**WORK ITEM**
Only the lines from the start of the entries up to and including the line with "freshly parsed config." should be written out, exactly as they stand.

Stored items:
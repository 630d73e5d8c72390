//! Configuration options.
//!
//! All tunables are read once at start (`Config::load`/`Config::from_toml_str`) and
//! re-read only on an explicit [`Config::reload`]. The config is held by the engine as a
//! single `Arc<Config>` snapshot, replaced wholesale on reload.

use std::collections::HashMap;
use std::fs;
use std::path::Path;

use serde::{Deserialize, Serialize};

use crate::error::ConfigError;

/// Loads configuration from a TOML file at `path`.
pub fn load_config<P: AsRef<Path>>(path: P) -> Result<Config, ConfigError> {
    let path_str = path.as_ref().display().to_string();
    let config_str = fs::read_to_string(path).map_err(|source| ConfigError::Read {
        path: path_str,
        source,
    })?;
    Config::from_toml_str(&config_str)
}

/// A default configuration, for tests and library consumers that do not load a file.
pub fn default_config() -> Config {
    Config::default()
}

/// Top-level configuration, matching the host agent's configuration store contract.
#[derive(Deserialize, Serialize, Debug, Clone, PartialEq)]
pub struct Config {
    pub observer: ObserverConfig,
}

impl Config {
    pub fn from_toml_str(s: &str) -> Result<Self, ConfigError> {
        Ok(toml::from_str(s)?)
    }

    /// Re-reads `path` and replaces `self` wholesale with the freshly parsed config.
    pub fn reload<P: AsRef<Path>>(&mut self, path: P) -> Result<(), ConfigError> {
        *self = load_config(path)?;
        Ok(())
    }
}

impl Default for Config {
    fn default() -> Self {
        Config {
            observer: ObserverConfig::default(),
        }
    }
}

/// Connection observer and table tuning.
#[derive(Deserialize, Serialize, Debug, Clone, PartialEq)]
pub struct ObserverConfig {
    /// Idle-eviction timeout, in seconds.
    #[serde(default = "default_connection_timeout_s")]
    pub connection_timeout_s: u64,

    /// Grace period after logical close before an observer is destroyed, in seconds.
    #[serde(default = "default_connection_closed_timeout_s")]
    pub connection_closed_timeout_s: u64,

    /// Per-parser reassembly cache cap, in bytes.
    #[serde(default = "default_protocol_cache_limit_bytes")]
    pub protocol_cache_limit_bytes: usize,

    /// Maximum number of connections tracked *per shard*. Since the table is sharded by
    /// flow key, the effective global capacity is `max_connections * num_shards`.
    #[serde(default = "default_max_connections")]
    pub max_connections: usize,

    /// Periodic GC sweep interval, in milliseconds.
    #[serde(default = "default_gc_interval_ms")]
    pub gc_interval_ms: u64,

    /// Which protocols are enabled for parsing.
    #[serde(default = "default_protocol_enable")]
    pub protocol_enable: ProtocolEnable,

    /// Default fraction of completed exchanges delivered to the detail stream.
    #[serde(default = "default_detail_sample_rate")]
    pub detail_sample_rate: f64,

    /// Per-protocol overrides of `detail_sample_rate`, keyed by lowercase protocol name.
    #[serde(default)]
    pub detail_sample_rate_overrides: HashMap<String, f64>,

    /// Whether the debug (windowed) counter set is populated.
    #[serde(default = "default_protocol_stat_enabled")]
    pub protocol_stat_enabled: bool,

    /// Number of shards (and worker threads). Defaults to the number of available cores.
    #[serde(default = "default_num_shards")]
    pub num_shards: usize,

    /// Bounded channel depth for ingress dispatch and the detail stream.
    #[serde(default = "default_channel_capacity")]
    pub channel_capacity: usize,

    /// Unmatched DNS request expiry, in milliseconds.
    #[serde(default = "default_dns_request_timeout_ms")]
    pub dns_request_timeout_ms: u64,
}

impl ObserverConfig {
    pub fn sample_rate_for(&self, protocol: &str) -> f64 {
        self.detail_sample_rate_overrides
            .get(protocol)
            .copied()
            .unwrap_or(self.detail_sample_rate)
    }
}

fn default_connection_timeout_s() -> u64 {
    300
}

fn default_connection_closed_timeout_s() -> u64 {
    30
}

fn default_protocol_cache_limit_bytes() -> usize {
    1_048_576
}

fn default_max_connections() -> usize {
    100_000
}

fn default_gc_interval_ms() -> u64 {
    1000
}

fn default_detail_sample_rate() -> f64 {
    1.0
}

fn default_protocol_stat_enabled() -> bool {
    true
}

fn default_num_shards() -> usize {
    std::thread::available_parallelism()
        .map(|n| n.get())
        .unwrap_or(1)
}

fn default_channel_capacity() -> usize {
    4096
}

fn default_dns_request_timeout_ms() -> u64 {
    5000
}

/// Per-protocol enable mask.
#[derive(Deserialize, Serialize, Debug, Clone, Copy, PartialEq, Eq)]
pub struct ProtocolEnable {
    #[serde(default = "default_true")]
    pub http: bool,
    #[serde(default = "default_true")]
    pub dns: bool,
    #[serde(default = "default_true")]
    pub mysql: bool,
    #[serde(default = "default_true")]
    pub redis: bool,
    #[serde(default = "default_true")]
    pub pgsql: bool,
    #[serde(default = "default_true")]
    pub dubbo: bool,
    #[serde(default = "default_true")]
    pub kafka: bool,
}

fn default_true() -> bool {
    true
}

fn default_protocol_enable() -> ProtocolEnable {
    ProtocolEnable {
        http: true,
        dns: true,
        mysql: true,
        redis: true,
        pgsql: true,
        dubbo: true,
        kafka: true,
    }
}

impl Default for ProtocolEnable {
    fn default() -> Self {
        default_protocol_enable()
    }
}

impl Default for ObserverConfig {
    fn default() -> Self {
        ObserverConfig {
            connection_timeout_s: default_connection_timeout_s(),
            connection_closed_timeout_s: default_connection_closed_timeout_s(),
            protocol_cache_limit_bytes: default_protocol_cache_limit_bytes(),
            max_connections: default_max_connections(),
            gc_interval_ms: default_gc_interval_ms(),
            protocol_enable: default_protocol_enable(),
            detail_sample_rate: default_detail_sample_rate(),
            detail_sample_rate_overrides: HashMap::new(),
            protocol_stat_enabled: default_protocol_stat_enabled(),
            num_shards: default_num_shards(),
            channel_capacity: default_channel_capacity(),
            dns_request_timeout_ms: default_dns_request_timeout_ms(),
        }
    }
}

#[cfg(test)]
mod tests {
    use super::*;

    #[test]
    fn default_config_has_all_protocols_enabled() {
        let cfg = default_config();
        assert!(cfg.observer.protocol_enable.http);
        assert!(cfg.observer.protocol_enable.kafka);
    }

    #[test]
    fn parses_minimal_toml() {
        let cfg = Config::from_toml_str(
            r#"
            [observer]
            max_connections = 42
            "#,
        )
        .unwrap();
        assert_eq!(cfg.observer.max_connections, 42);
        assert_eq!(cfg.observer.connection_timeout_s, 300);
    }

    #[test]
    fn reload_replaces_config_from_disk() {
        let mut cfg = default_config();
        cfg.observer.max_connections = 1;

        let dir = tempfile::tempdir().unwrap();
        let path = dir.path().join("config.toml");
        fs::write(&path, "[observer]\nmax_connections = 99\n").unwrap();

        cfg.reload(&path).unwrap();
        assert_eq!(cfg.observer.max_connections, 99);
    }

    #[test]
    fn per_protocol_sample_rate_override() {
        let mut cfg = default_config();
        cfg.observer.detail_sample_rate = 0.1;
        cfg.observer
            .detail_sample_rate_overrides
            .insert("dns".to_string(), 1.0);
        assert_eq!(cfg.observer.sample_rate_for("dns"), 1.0);
        assert_eq!(cfg.observer.sample_rate_for("http"), 0.1);
    }
}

**COMPLETED TASK**
repository 630d73e5d8c72390
//! Configuration options.
//!
//! All tunables are read once at start (`Config::load`/`Config::from_toml_str`) and
//! re-read only on an explicit [`Config::reload`]. The config is held by the engine as a
//! single `Arc<Config>` snapshot, replaced wholesale on reload.

use std::collections::HashMap;
use std::fs;
use std::path::Path;

use serde::{Deserialize, Serialize};

use crate::error::ConfigError;

/// Loads configuration from a TOML file at `path`.
pub fn load_config<P: AsRef<Path>>(path: P) -> Result<Config, ConfigError> {
    let path_str = path.as_ref().display().to_string();
    let config_str = fs::read_to_string(path).map_err(|source| ConfigError::Read {
        path: path_str,
        source,
    })?;
    Config::from_toml_str(&config_str)
}

/// A default configuration, for tests and library consumers that do not load a file.
pub fn default_config() -> Config {
    Config::default()
}

/// Top-level configuration, matching the host agent's configuration store contract.
#[derive(Deserialize, Serialize, Debug, Clone, PartialEq)]
pub struct Config {
    pub observer: ObserverConfig,
}

impl Config {
    pub fn from_toml_str(s: &str) -> Result<Self, ConfigError> {
        Ok(toml::from_str(s)?)
    }

    /// Re-reads `path` and replaces `self` wholesale with the freshly parsed config.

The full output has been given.